Your doctor/surgeon should be able to tell you if you have cuff inflammation by a scope and biopsies and you would definitely feel it (burning, itching, bleeding, increased movements). Unfortunately, the small piece of cuff left can cause many of us a lot of pain and heartache after surgery.

If you have a fistula, I do agree that it is possible you could have crohn's. Maybe you have peri-anal crohn's as I have suspected I may have this due to a lot of the same issues you are describing minus the fistula. I akm often on antibiotics as well as various rectal meds to try and keep my pouch and cuff inflammation controlled as best as possible.

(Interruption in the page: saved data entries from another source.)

// Copyright 2026 Course Harvest Contributors
// SPDX-License-Identifier: Apache-2.0

//! The top-level run: authenticate, pick courses, and extract each selected
//! resource in turn on a single page.
//!
//! Only authentication failures end the run. Everything below a course is
//! contained at resource or question granularity and surfaces as a warning.

use crate::catalog::{discover_courses, match_courses, ResourceCatalog};
use crate::config::HarvestConfig;
use crate::download::{Extracted, ResourceDownloader};
use crate::driver::{PageDriver, ScreenshotTarget};
use crate::error::HarvestError;
use crate::model::{Course, Resource, ResourceGroup};
use crate::output::{CourseOutput, OutputLayout};
use crate::progress::{Progress, ProgressEventKind};
use crate::prompt::{ChoiceGroup, Prompter};
use crate::sanitize::ContentSanitizer;
use crate::session::{Credentials, SessionManager};
use anyhow::Result;
use std::time::Instant;

/// Counts for the final banner.
#[derive(Debug, Clone, Copy, Default, PartialEq, Eq)]
pub struct RunSummary {
    pub courses: usize,
    pub resources: usize,
    pub succeeded: usize,
    pub failed: usize,
}

pub struct Harvester<'a> {
    config: &'a HarvestConfig,
    layout: OutputLayout,
}

impl<'a> Harvester<'a> {
    pub fn new(config: &'a HarvestConfig) -> Self {
        Self {
            config,
            layout: OutputLayout::new(&config.output_dir),
        }
    }

    /// Run the whole pipeline.
    pub async fn run(
        &self,
        driver: &mut dyn PageDriver,
        prompter: &mut dyn Prompter,
        progress: &mut Progress,
    ) -> Result<RunSummary> {
        let started = Instant::now();
        self.authenticate(driver, prompter).await?;

        let courses = self.choose_courses(driver, prompter, progress).await?;
        let mut summary = RunSummary::default();
        for course in &courses {
            summary.courses += 1;
            if let Err(e) = self
                .harvest_course(driver, prompter, progress, course, &mut summary)
                .await
            {
                progress.warn(format!("{}: {e:#}", course.name));
            }
        }

        progress.emit(ProgressEventKind::RunComplete {
            courses: summary.courses as u32,
            resources: summary.resources as u32,
            elapsed_ms: started.elapsed().as_millis() as u64,
        });
        tracing::info!(?summary, "run complete");
        Ok(summary)
    }

    /// Restore the saved session and log in if the portal still asks for it.
    pub async fn authenticate(
        &self,
        driver: &mut dyn PageDriver,
        prompter: &mut dyn Prompter,
    ) -> Result<()> {
        let session = SessionManager::new(self.config);
        session.restore(driver).await;
        if !session.needs_login(driver).await? {
            tracing::info!("session still valid");
            return Ok(());
        }

        let credentials = match Credentials::from_env() {
            Some(c) => c,
            None => prompter
                .credentials()
                .map_err(|e| HarvestError::AuthenticationFailed(format!("{e:#}")))?,
        };
        session.login(driver, &credentials).await?;
        if let Err(e) = session.persist(driver).await {
            tracing::warn!("could not save session: {e:#}");
        }
        Ok(())
    }

    /// Courses linked from the portal home.
    pub async fn list_courses(&self, driver: &mut dyn PageDriver) -> Result<Vec<Course>> {
        driver.navigate(&self.config.base_url).await?;
        discover_courses(driver, &self.config.selectors).await
    }

    async fn choose_courses(
        &self,
        driver: &mut dyn PageDriver,
        prompter: &mut dyn Prompter,
        progress: &mut Progress,
    ) -> Result<Vec<Course>> {
        let courses = self.list_courses(driver).await?;
        if courses.is_empty() {
            progress.warn("no courses listed on the portal home");
            return Ok(Vec::new());
        }

        if !self.config.courses.is_empty() {
            let picked = match_courses(&courses, &self.config.courses);
            if picked.is_empty() {
                progress.warn(format!(
                    "none of the configured courses were found: {}",
                    self.config.courses.join(", ")
                ));
            }
            return Ok(picked);
        }

        let labels = courses.iter().map(|c| c.name.clone()).collect();
        let picked = prompter.select("Select courses", &[ChoiceGroup::new("", labels)])?;
        Ok(picked
            .into_iter()
            .filter_map(|i| courses.get(i).cloned())
            .collect())
    }

    #[tracing::instrument(skip_all, fields(course = %course.name))]
    async fn harvest_course(
        &self,
        driver: &mut dyn PageDriver,
        prompter: &mut dyn Prompter,
        progress: &mut Progress,
        course: &Course,
        summary: &mut RunSummary,
    ) -> Result<()> {
        progress.emit(ProgressEventKind::CourseStarted {
            name: course.name.clone(),
            url: course.url.clone(),
        });
        driver.navigate(&course.url).await?;
        let out = self.layout.course(&course.name);

        let group = ResourceCatalog::new(&self.config.selectors)
            .scan(driver)
            .await?;
        self.snapshot_course(driver, &out, progress).await;

        if group.is_empty() {
            progress.warn(format!("{}: no resources found", course.name));
            return Ok(());
        }

        let selected = select_resources(prompter, course, &group)?;
        let downloader = ResourceDownloader::new(self.config);
        for (section, resource) in selected {
            summary.resources += 1;
            progress.emit(ProgressEventKind::ResourceStarted {
                section: section.to_string(),
                name: resource.display_name.clone(),
                kind: resource.kind,
            });

            match downloader.extract(driver, resource, &out, progress).await {
                Ok(extracted) => {
                    summary.succeeded += 1;
                    if let Extracted::Quiz(quiz) = extracted {
                        tracing::info!(?quiz, "quiz done");
                    }
                    progress.emit(ProgressEventKind::ResourceCompleted {
                        name: resource.display_name.clone(),
                        kind: resource.kind,
                    });
                }
                Err(e) => {
                    summary.failed += 1;
                    tracing::warn!(resource = %resource.display_name, "extraction failed: {e:#}");
                    let event = match e.downcast_ref::<HarvestError>() {
                        Some(HarvestError::QuizUnavailable(_)) => ProgressEventKind::QuizSkipped {
                            name: resource.display_name.clone(),
                            reason: format!("{e:#}"),
                        },
                        _ => ProgressEventKind::ResourceFailed {
                            name: resource.display_name.clone(),
                            kind: resource.kind,
                            reason: format!("{e:#}"),
                        },
                    };
                    progress.emit(event);
                }
            }
        }

        // Only succeeds when every staged download was moved into place.
        let _ = tokio::fs::remove_dir(out.staging_dir()).await;
        Ok(())
    }

    /// Strip identifying chrome and save a full-page `course.png`.
    async fn snapshot_course(
        &self,
        driver: &mut dyn PageDriver,
        out: &CourseOutput,
        progress: &mut Progress,
    ) {
        let sanitizer = ContentSanitizer::new(&self.config.selectors, &self.config.timing);
        if let Err(e) = sanitizer.remove_chrome(driver).await {
            tracing::debug!("chrome removal failed: {e:#}");
        }
        if let Err(e) = driver
            .screenshot(&ScreenshotTarget::FullPage, &out.snapshot())
            .await
        {
            progress.warn(format!("course snapshot failed: {e:#}"));
        }
    }
}

/// Ask which resources to extract, grouped by section.
fn select_resources<'g>(
    prompter: &mut dyn Prompter,
    course: &Course,
    group: &'g ResourceGroup,
) -> Result<Vec<(&'g str, &'g Resource)>> {
    let choices: Vec<ChoiceGroup> = group
        .sections()
        .map(|(name, resources)| {
            ChoiceGroup::new(
                name,
                resources
                    .iter()
                    .map(|r| format!("{} [{}]", r.display_name, r.kind))
                    .collect(),
            )
        })
        .collect();
    let flat: Vec<(&str, &Resource)> = group
        .sections()
        .flat_map(|(name, resources)| resources.iter().map(move |r| (name, r)))
        .collect();

    let picked = prompter.select(&format!("Select resources from {}", course.name), &choices)?;
    Ok(picked.into_iter().filter_map(|i| flat.get(i).copied()).collect())
}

If you have crohn's and cannot control this via medications, you may want to discuss your surgical options. If only the cuff is inflamed you can try various rectal medications (this does take time to heal the area though). If this does not work and
the pouch is ok, you can remove the cuff and re-attach the pouch (it is hand-sewn at this time).

Good Luck, Talk to your surgeon about other possible options. before throwing in the towel. I am sure losing weight,not eating and not feeling well is draining on you also. Try to keep your strength up as best as possible.
Wow. I'm so sorry to hear of your ongoing problems.

You keep a rectal cuff, from my understanding, to help stay continent. Without it, it'd be much harder to do so, but possible. So to "leave" it is pretty routine and nearly necessary, though I had a mucosectomy with mine.

I think, though it's just my gut feeling to say this and not based on a personal story, that I'd go end ileostomy if I was suffering like you. So many seem to get their life back in instances like yours, when they go that route.

I have a perianal fistula, but no other signs of CD (they can be part of the surgery we have, or b/c of UC, too, though more common in perianal CD)... I have a seton, and it helps the fistula cycle. Do you have a seton, too?
quote:
even though doctors say the j pouch looks good, there is still so much active inflammation


This is what I do not understand. How can your pouch look good, yet have active inflammation? I am presuming it is from cuffitis. The retained rectal cuff can be a real problem for some, and pouch advancement surgery can solve that issue. A perianal fistula can point to a Crohn's diagnosis, but Crohn's fistulas tend to look different than others. If the fistula arises from the pouch-anal anastomosis, then you cannot really conclude Crohn's from that, since that is usually a purely surgical complication.

When I was on Humira for my arthritis I needed to be on weekly injections. My rheumatologist told me that those with IBD need higher dosing than those with only inflammatory arthritis. If you want to move on to a different one, Simponi has been approved for use in UC. It is a monthly injection and I found it better than Humira (plus the injections do not sting! Always a plus!) My GI tells me that my pouch never looked better since starting Simponi. My chronic cuffitis is in much better control too. You may also need topical treatment for cuffitis, like hydrocortisone or mesalamine suppositories.

But, if Crohn's is a strong possibility, then a k-pouch is not a good idea. If the j-pouch cannot be saved in that case, then end ileostomy is really the only other answer.

Jan Smiler
I tend to agree with Jan on this one. It sounds to me like you have inflammation in your cugff (which can make you VERY miserable) versus your pouch if they claim it looks good. I cannot speak for the crohn's and the fistula. Ask your doctor if you can try some rectal meds and even rectiv (ointment). When my cuffitis is UNBEARABLE, canasa suppositories, anucort and rectiv (causes migraine headaches though) help. I also tend to reach for the antibiotics at this time for extra help also.